Caring for the Grammar Purist in Your Life

The Holidays are the hardest time of a year for a grammar purist. It can be especially exhausting to care for the grammar purist in your life as he/she copes with descriptive grammar everywhere. The omnipresence of improper punctuation is also a trigger.

For example, have you ever considered "Season's Greetings" if improperly punctuated? To a grammar purist, this is pure psychological warfare. What if the card were to say Seasons Greetings? As in a plural set of seasons are busily greeting. The grammar purist immediately embarks upon the following journey of images:

As you care for the grammar purist in your life, you may want to note common places where grammar impurity is tolerated, in order to help your purist not have a conniption fit.
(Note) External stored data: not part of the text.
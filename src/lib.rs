//! org-scan crate
//!
//! This crate is an implementation detail of the `org-scan` tool. This crate's API is fluid and may change without warning
//! and in a semver-incompatible way.

/// Result type alias using `ohno::AppError` as the default error type.
pub type Result<T, E = ohno::AppError> = core::result::Result<T, E>;

#[doc(hidden)]
pub mod analyzer;

#[doc(hidden)]
pub mod github;
//! The analyze command: runs the fan-out analysis and renders its output.

use clap::{Parser, ValueEnum};
use org_scan::Result;
use org_scan::analyzer::{Analyzer, RepositoryReport};
use org_scan::github::{DEFAULT_BASE_URL, GitHubClient, GitHubProvider};
use owo_colors::OwoColorize;
use std::collections::BTreeMap;
use std::io::{IsTerminal, stdout};

const TOP_CONTRIBUTORS_SHOWN: usize = 10;

/// Log level for diagnostic output
#[derive(Debug, Clone, Copy, PartialEq, Eq, ValueEnum)]
pub enum LogLevel {
    /// No logging output
    None,
    /// Only error messages
    Error,
    /// Warning and error messages
    Warn,
    /// Info, warning, and error messages
    Info,
    /// Debug and above messages
    Debug,
    /// All messages including trace
    Trace,
}

/// Control when to use colored output
#[derive(Debug, Clone, Copy, PartialEq, Eq, ValueEnum)]
pub enum ColorMode {
    /// Colorize when stdout is a terminal
    Auto,
    /// Always colorize
    Always,
    /// Never colorize
    Never,
}

#[derive(Parser, Debug)]
pub struct AnalyzeArgs {
    /// Organization whose repositories to analyze
    #[arg(value_name = "ORGANIZATION")]
    pub organization: String,

    /// GitHub personal access token
    #[arg(long, value_name = "TOKEN", env = "GITHUB_TOKEN")]
    pub github_token: Option<String>,

    /// Base URL of the GitHub API
    #[arg(long, value_name = "URL", default_value = DEFAULT_BASE_URL)]
    pub api_url: String,

    /// Control when to use colored output
    #[arg(long, value_name = "WHEN", default_value = "auto")]
    pub color: ColorMode,

    /// Set the logging level for diagnostic output
    #[arg(long, value_name = "LEVEL", default_value = "none")]
    pub log_level: LogLevel,
}

/// Running aggregate over all reports received so far.
///
/// Built incrementally by this command from the analyzer's callback stream;
/// the analyzer itself only emits per-repository reports.
#[derive(Debug, Default)]
pub struct OrganizationReport {
    contributions: BTreeMap<String, u64>,
    repositories: Vec<RepositoryReport>,
}

impl OrganizationReport {
    /// Fold one repository report into the aggregate.
    fn absorb(&mut self, report: &RepositoryReport) {
        for contribution in &report.contributions {
            *self.contributions.entry(contribution.user.clone()).or_insert(0) += contribution.contributions;
        }

        self.repositories.push(report.clone());
    }

    fn repository_count(&self) -> usize {
        self.repositories.len()
    }

    fn contributor_count(&self) -> usize {
        self.contributions.len()
    }

    /// Contributors ordered by total contributions, highest first.
    fn top_contributors(&self, limit: usize) -> Vec<(&str, u64)> {
        let mut totals: Vec<(&str, u64)> = self.contributions.iter().map(|(user, total)| (user.as_str(), *total)).collect();
        totals.sort_by(|a, b| b.1.cmp(&a.1).then_with(|| a.0.cmp(b.0)));
        totals.truncate(limit);
        totals
    }
}

pub async fn process_organization(args: &AnalyzeArgs) -> Result<()> {
    init_logging(args.log_level);

    let colors = ColorScheme::new(args.color);
    let client = GitHubClient::new(args.github_token.as_deref(), &args.api_url)?;
    let analyzer = Analyzer::new(GitHubProvider::new(client));

    let mut aggregate = OrganizationReport::default();
    let result = analyzer
        .analyze(&args.organization, |report| {
            aggregate.absorb(report);
            print_report(report, &aggregate, &colors);
        })
        .await;

    match result {
        Ok(reports) => {
            print_summary(&args.organization, reports.len(), &aggregate, &colors);
            Ok(())
        }
        Err(e) => {
            eprintln!("{e}");
            Err(e)
        }
    }
}

/// Initialize logger based on log level
fn init_logging(log_level: LogLevel) {
    if log_level == LogLevel::None {
        return;
    }

    let level = match log_level {
        LogLevel::None => return, // Already checked above, but being explicit
        LogLevel::Error => "error",
        LogLevel::Warn => "warn",
        LogLevel::Info => "info",
        LogLevel::Debug => "debug",
        LogLevel::Trace => "trace",
    };

    let env = env_logger::Env::default().filter_or("RUST_LOG", level);

    env_logger::Builder::from_env(env)
        .format_timestamp(None)
        .format_module_path(false)
        .format_target(matches!(log_level, LogLevel::Debug) || matches!(log_level, LogLevel::Trace))
        .init();
}

fn print_report(report: &RepositoryReport, aggregate: &OrganizationReport, colors: &ColorScheme) {
    let release = report
        .last_release
        .as_ref()
        .map_or_else(|| "none".to_owned(), |release| format!("{} ({})", release.tag_name, release.date));

    println!(
        "{} issues: {}, stars: {}, contributors: {}, last release: {}",
        colors.repository(&report.name),
        report.issues,
        report.stars,
        report.contributions.len(),
        release,
    );
    println!(
        "  {}",
        colors.dimmed(&format!(
            "so far: {} repositories, {} distinct contributors",
            aggregate.repository_count(),
            aggregate.contributor_count()
        )),
    );
}

fn print_summary(organization: &str, repository_count: usize, aggregate: &OrganizationReport, colors: &ColorScheme) {
    println!();
    println!(
        "{} {repository_count} repositories of '{organization}'",
        colors.heading("Analyzed"),
    );

    let top = aggregate.top_contributors(TOP_CONTRIBUTORS_SHOWN);
    if !top.is_empty() {
        println!("{}", colors.heading("Top contributors:"));
        for (user, total) in top {
            println!("  {user}: {total}");
        }
    }
}

struct ColorScheme {
    enabled: bool,
}

impl ColorScheme {
    fn new(color_mode: ColorMode) -> Self {
        Self {
            enabled: matches!(color_mode, ColorMode::Always) || (matches!(color_mode, ColorMode::Auto) && stdout().is_terminal()),
        }
    }

    fn repository(&self, name: &str) -> String {
        if self.enabled {
            name.cyan().bold().to_string()
        } else {
            name.to_owned()
        }
    }

    fn heading(&self, text: &str) -> String {
        if self.enabled { text.green().bold().to_string() } else { text.to_owned() }
    }

    fn dimmed(&self, text: &str) -> String {
        if self.enabled { text.dimmed().to_string() } else { text.to_owned() }
    }
}
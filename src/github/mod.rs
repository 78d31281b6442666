//! GitHub API access: wire records, a minimal client, pagination, and the
//! provider seam the analyzer consumes.

mod client;
mod models;
pub mod pagination;
mod provider;

pub use client::{DEFAULT_BASE_URL, GitHubClient};
pub use models::{Contribution, Release, Repository};
pub use provider::{GitHubProvider, RepositoryProvider};
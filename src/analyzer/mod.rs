//! Fan-out analysis of an organization's repositories.
//!
//! For N repositories the analyzer runs one task per repository, each issuing
//! its two sub-fetches (contributors, last release) concurrently, so up to
//! 2·N requests can be in flight. Completed reports flow through a
//! multi-producer/single-consumer channel to a collector that surfaces them
//! to the caller in completion order.

mod report;

pub use report::RepositoryReport;

use crate::Result;
use crate::github::RepositoryProvider;
use ohno::{EnrichableExt, bail};
use std::sync::Arc;
use tokio::sync::mpsc;
use tokio::task::JoinSet;

const LOG_TARGET: &str = "  analyzer";

/// Analyzer of all repositories belonging to one organization.
#[derive(Debug)]
pub struct Analyzer<P> {
    provider: Arc<P>,
}

impl<P: RepositoryProvider> Analyzer<P> {
    #[must_use]
    pub fn new(provider: P) -> Self {
        Self {
            provider: Arc::new(provider),
        }
    }

    /// Analyze every repository of `organization`, invoking `on_report` for each
    /// completed report and returning the full set.
    ///
    /// Reports arrive in arbitrary completion order; each is emitted only after
    /// both of its sub-fetches have resolved. The first failure anywhere in the
    /// fan-out aborts all in-flight work and surfaces as the returned error, in
    /// which case `on_report` has fired zero or more times but no partial set is
    /// returned. The returned collection holds exactly one report per repository.
    ///
    /// Dropping the returned future (for instance from `tokio::time::timeout`)
    /// cancels all in-flight work the same way.
    pub async fn analyze(&self, organization: &str, mut on_report: impl FnMut(&RepositoryReport)) -> Result<Vec<RepositoryReport>> {
        let repositories = self
            .provider
            .repositories_of(organization)
            .await
            .map_err(|e| e.enrich_with(|| format!("could not fetch the repositories of organization '{organization}'")))?;

        let expected = repositories.len();
        log::debug!(target: LOG_TARGET, "Analyzing {expected} repositories of organization '{organization}'");

        // Every worker sends exactly one outcome, so sizing the channel to the
        // repository count means no sender ever blocks.
        let (tx, mut rx) = mpsc::channel(expected.max(1));
        let mut workers = JoinSet::new();

        for repository in repositories {
            let provider = Arc::clone(&self.provider);
            let tx = tx.clone();
            let organization = organization.to_owned();

            let _ = workers.spawn(async move {
                // try_join! drops the sibling sub-fetch as soon as either fails
                let outcome = tokio::try_join!(
                    provider.contributors_of(&organization, repository.name()),
                    provider.last_release_of(&organization, repository.name()),
                )
                .map(|(contributors, release)| {
                    RepositoryReport::new(
                        repository.name().to_owned(),
                        repository.issues,
                        repository.stars,
                        contributors,
                        release,
                    )
                });

                // A closed channel means the collector already gave up
                let _ = tx.send(outcome).await;
            });
        }

        drop(tx);

        let mut reports = Vec::with_capacity(expected);
        for _ in 0..expected {
            let Some(outcome) = rx.recv().await else {
                // Every live worker sends exactly once, so a closed channel here
                // means a worker died (panicked) without reporting. Returning a
                // short set would drop repositories silently.
                workers.abort_all();
                bail!(
                    "analysis of organization '{organization}' lost {} of {expected} repository reports",
                    expected - reports.len()
                );
            };

            match outcome {
                Ok(report) => {
                    log::debug!(target: LOG_TARGET, "Completed report for repository '{}'", report.name);
                    on_report(&report);
                    reports.push(report);
                }
                Err(e) => {
                    // Cancel all sibling work; dropping the receiver closes the
                    // channel so aborted stragglers cannot block on a send.
                    workers.abort_all();
                    return Err(e.enrich_with(|| format!("analysis of organization '{organization}' failed")));
                }
            }
        }

        Ok(reports)
    }
}
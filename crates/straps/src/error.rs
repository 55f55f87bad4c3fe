//! Realm errors
//!
//! Composition itself degrades silently (missing fields, bad aliases and
//! malformed accessor shapes are not errors). What remains is caller misuse
//! and failures raised by native functions that injection or construction
//! ends up running.

use thiserror::Error;

/// Errors produced by realm operations
#[derive(Debug, Clone, Error, PartialEq)]
pub enum StrapsError {
    /// A value was called that is not a function
    #[error("Not callable: {0}")]
    NotCallable(String),

    /// `construct` was given something other than a class
    #[error("Not constructible: {0}")]
    NotConstructible(String),

    /// `call_base` was used by a function that overrides nothing
    #[error("No base implementation for '{name}'")]
    NoBaseImplementation {
        /// Name of the calling function
        name: String,
    },

    /// Native calls nested deeper than `RealmOptions::max_call_depth`
    #[error("Maximum call depth of {0} exceeded")]
    CallDepthExceeded(usize),

    /// Fields were injected into a value that cannot hold fields
    #[error("Invalid injection target: {0}")]
    InvalidTarget(String),

    /// Realm options could not be parsed
    #[error("Invalid realm options: {0}")]
    Config(String),

    /// Error raised by a native function body
    #[error("{0}")]
    Native(String),
}

impl StrapsError {
    /// Convenience constructor for errors raised from native function bodies
    pub fn native(message: impl Into<String>) -> Self {
        StrapsError::Native(message.into())
    }
}

/// Result alias used throughout the crate
pub type StrapsResult<T> = Result<T, StrapsError>;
You may see him/her writhing in pain at the simple opening of a letter. SO many Christmas cards with, for example, "The Higgenbottom's" as return address. THE HIGGENBOTTOMS. PLURAL. NOT POSSESSIVE. You may hear him/her muttering, as he/she reads another Christmas letter ad nauseum:

"It's 'This year was special for my family and ME.' ME. I is not a direct object pronoun or even an indirect object pronoun!!!"

Understand that mumbled grammatical lessons to an unsuspecting or even an invisible audience is normal behavior for a grammar purist, particularly for this time of year. As long as the grammar purist stays in a healthy zone of the didactic, rather than the preachy or even violent, he/she should emerge from the holiday season with sanity intact.

Although difficult to avoid, you should try your best to steer your grammar purist away from shopping malls where signage with grammar impurities run rampant. Lest your grammar purist be compelled to correct every sign hastily printed:

ultaerror

 

 

 

 

 

 

Loving your grammar purist can be a thorny business as you endure their spastic, oftentimes inconsolable tantrums over seemingly inconsequential  matters. However, your abiding is appreciated and will reap plenty of rewards in the new  year when he/she is back to helping you edit your cover letter for that new job you're about to snag. Yay, grammar purity!